While tech giant Apple Inc. (AAPL) has outperformed the broader market in 2018, up about 5.2% year-to-date (YTD) compared to the S&P 500's approximate 1.3% gain and the Nasdaq Composite Index's 5.3% return, one team of analysts recommends investors stay on the sidelines until the smartphone maker releases a new line of products. (See also: Apple Warns About Media Leaks—In a Leaked Memo.)

In a note to clients Monday, analysts at Raymond James, who rate AAPL at market perform, indicate that as the Cupertino, California-based smartphone maker struggles “with the rising cost of adding new features,” it has to continue to lift iPhone prices, which may or may not work out for the company.

“Apple has to increase pricing to add new features ... If you have to increase prices, the trick of course is to add features that a majority of customers are willing to pay for,” wrote the analysts, indicating that the firm failed to do so with its latest iPhone X offering.

iPhone X Didn't Hit the Spot

While the strategy of using price discrimination, in which Apple lifts prices on average, offering a high-end "latest and greatest" model and maintaining a handful of more budget-friendly options consumers not willing to pay up for new models, makes sense for the smartphone maker, some bears have viewed Apple's new products as a turn off for consumers who are flocking to cheaper phones from competitors. Plus, Raymond James contends that the iPhone X "didn't provide much incremental value aside from aesthetics. It’s a fantastic phone, no doubt.

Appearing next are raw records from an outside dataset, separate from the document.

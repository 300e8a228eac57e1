use anyhow::Context;
use roon_api::{AppState, app, config::AppConfig, logging, migration::Migrator};
use sea_orm::Database;
use sea_orm_migration::MigratorTrait;

#[tokio::main]
async fn main() -> anyhow::Result<()> {
    let config = AppConfig::load().context("Failed to load configuration")?;
    logging::init_logging(&config.log).context("Failed to initialize logging")?;

    tracing::info!(
        version = env!("CARGO_PKG_VERSION"),
        system_version = %config.system_version,
        "Starting Roon API"
    );

    let db = Database::connect(config.database_url.as_str())
        .await
        .context("Failed to connect to the database")?;
    Migrator::up(&db, None)
        .await
        .context("Failed to run migrations")?;

    let state = AppState::new(db, config.search.clone(), config.system_version.clone())
        .context("Invalid search schema")?;

    let listener = tokio::net::TcpListener::bind(config.bind_address.as_str())
        .await
        .with_context(|| format!("Failed to bind TCP listener on {}", config.bind_address))?;
    tracing::info!("Roon API listening on http://{}", config.bind_address);

    axum::serve(listener, app(state))
        .with_graceful_shutdown(shutdown_signal())
        .await
        .context("Server terminated unexpectedly")?;

    tracing::info!("Server shutdown complete");
    Ok(())
}

async fn shutdown_signal() {
    if let Err(err) = tokio::signal::ctrl_c().await {
        tracing::error!(error = %err, "Failed to listen for shutdown signal");
    }
}
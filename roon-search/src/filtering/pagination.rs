use serde::{Deserialize, Serialize};
use utoipa::ToSchema;

use crate::{errors::SearchError, params::ParameterSet};

pub const PAGE_PARAM: &str = "page";
pub const PER_PAGE_PARAM: &str = "per_page";

/// Requested page window. Pages are 1-based.
#[derive(Debug, Clone, Copy, PartialEq, Eq)]
pub struct Pagination {
    /// Pages below 1 are accepted and simply return nothing.
    pub page: i64,
    pub per_page: u64,
}

/// Pagination block of a search response.
#[derive(Debug, Clone, PartialEq, Eq, Serialize, Deserialize, ToSchema)]
pub struct PaginationInfo {
    pub page: i64,
    /// Number of records on this page.
    pub page_count: u64,
    /// Number of records matching the search across all pages.
    pub total_count: u64,
    pub has_next: bool,
    pub has_previous: bool,
}

fn parse_integer(params: &ParameterSet, key: &str) -> Result<Option<i64>, SearchError> {
    params
        .get_str(key)
        .map(|text| text.trim().parse::<i64>().map_err(|_| SearchError::PageNotAnInteger))
        .transpose()
}

impl Pagination {
    /// Read `page` (default 1) and `per_page` (default `default_per_page`).
    ///
    /// # Errors
    ///
    /// `PageNotAnInteger` when either value is not an integer, or when
    /// `per_page` is not positive.
    pub fn from_params(params: &ParameterSet, default_per_page: u64) -> Result<Self, SearchError> {
        let page = parse_integer(params, PAGE_PARAM)?.unwrap_or(1);
        let per_page = match parse_integer(params, PER_PAGE_PARAM)? {
            Some(value) => u64::try_from(value)
                .ok()
                .filter(|&v| v > 0)
                .ok_or(SearchError::PageNotAnInteger)?,
            None => default_per_page.max(1),
        };
        Ok(Self { page, per_page })
    }

    /// Row offset of the page, `None` for pages below 1.
    #[must_use]
    pub fn offset(&self) -> Option<u64> {
        let page = u64::try_from(self.page).ok().filter(|&p| p >= 1)?;
        (page - 1).checked_mul(self.per_page)
    }

    #[must_use]
    pub fn limit(&self) -> u64 {
        self.per_page
    }

    #[must_use]
    pub fn info(&self, page_count: u64, total_count: u64) -> PaginationInfo {
        let has_next = self
            .offset()
            .is_some_and(|offset| offset.saturating_add(page_count) < total_count);
        PaginationInfo {
            page: self.page,
            page_count,
            total_count,
            has_next,
            has_previous: self.page > 1,
        }
    }
}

But iPhone 8 possesses almost the same functionality (albeit with a different screen and a different method of unlocking the phone), for a much lower price.”

As a result, the analysts do not foresee the tech giant's stock to perform well until its new iPhone lineup is released.

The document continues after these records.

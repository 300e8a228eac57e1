use chrono::NaiveDateTime;
use roon_search::{RelationshipEdge, RenameTable, Searchable, schema::Junction};
use sea_orm::entity::prelude::*;
use serde::{Deserialize, Serialize};
use utoipa::ToSchema;

#[derive(Clone, Debug, PartialEq, DeriveEntityModel, Serialize, Deserialize, ToSchema)]
#[sea_orm(table_name = "questions")]
#[schema(as = Question)]
pub struct Model {
    #[sea_orm(primary_key, auto_increment = false)]
    pub question_id: Uuid,
    pub title: String,
    #[sea_orm(column_type = "Text", nullable)]
    pub context: Option<String>,
    #[sea_orm(nullable)]
    pub canonical_answer_id: Option<Uuid>,
    #[sea_orm(nullable)]
    pub owner_id: Option<Uuid>,
    pub created_at: NaiveDateTime,
    pub last_modified: NaiveDateTime,
    pub is_active: bool,
    #[sea_orm(nullable)]
    pub deactivated_at: Option<NaiveDateTime>,
}

#[derive(Copy, Clone, Debug, EnumIter, DeriveRelation)]
pub enum Relation {
    #[sea_orm(has_many = "super::answer::Entity")]
    Answers,
}

impl Related<super::answer::Entity> for Entity {
    fn to() -> RelationDef {
        Relation::Answers.def()
    }
}

impl Related<super::question_topic::Entity> for Entity {
    fn to() -> RelationDef {
        super::questions_topics::Relation::QuestionTopic.def()
    }

    fn via() -> Option<RelationDef> {
        Some(super::questions_topics::Relation::Question.def().rev())
    }
}

impl ActiveModelBehavior for ActiveModel {}

impl Searchable for Entity {
    const RESOURCE_NAME_SINGULAR: &'static str = "question";
    const RESOURCE_NAME_PLURAL: &'static str = "questions";

    fn relationships() -> Vec<RelationshipEdge> {
        vec![
            RelationshipEdge::to_one(
                "canonical_answer",
                "answers",
                "canonical_answer_id",
                "answer_id",
            ),
            // Users live in the identity service and are never registered.
            RelationshipEdge::to_one("owner", "users", "owner_id", "user_id"),
            RelationshipEdge::reverse_many("answers", "answers", "question_id", "question_id"),
            RelationshipEdge::many_to_many(
                "topics",
                "question_topics",
                "question_id",
                Junction::new("questions_topics", "question_id", "question_topic_id"),
                "question_topic_id",
            ),
        ]
    }

    fn renames() -> RenameTable {
        RenameTable::new().with("topic", "topics__title")
    }
}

In light of issues with its smartphone business, including a slump in demand and lengthening replacement cycles for devices, bulls on the Street have applauded Apple's larger shift away from hardware to software and service businesses. These high-growth segments, including Apple Music and the App Store rake in subscription-based, recurring revenue streams and make the company less reliant on smartphone sales. (See also: Why These 4 Big Tech Stocks Are Bargains.)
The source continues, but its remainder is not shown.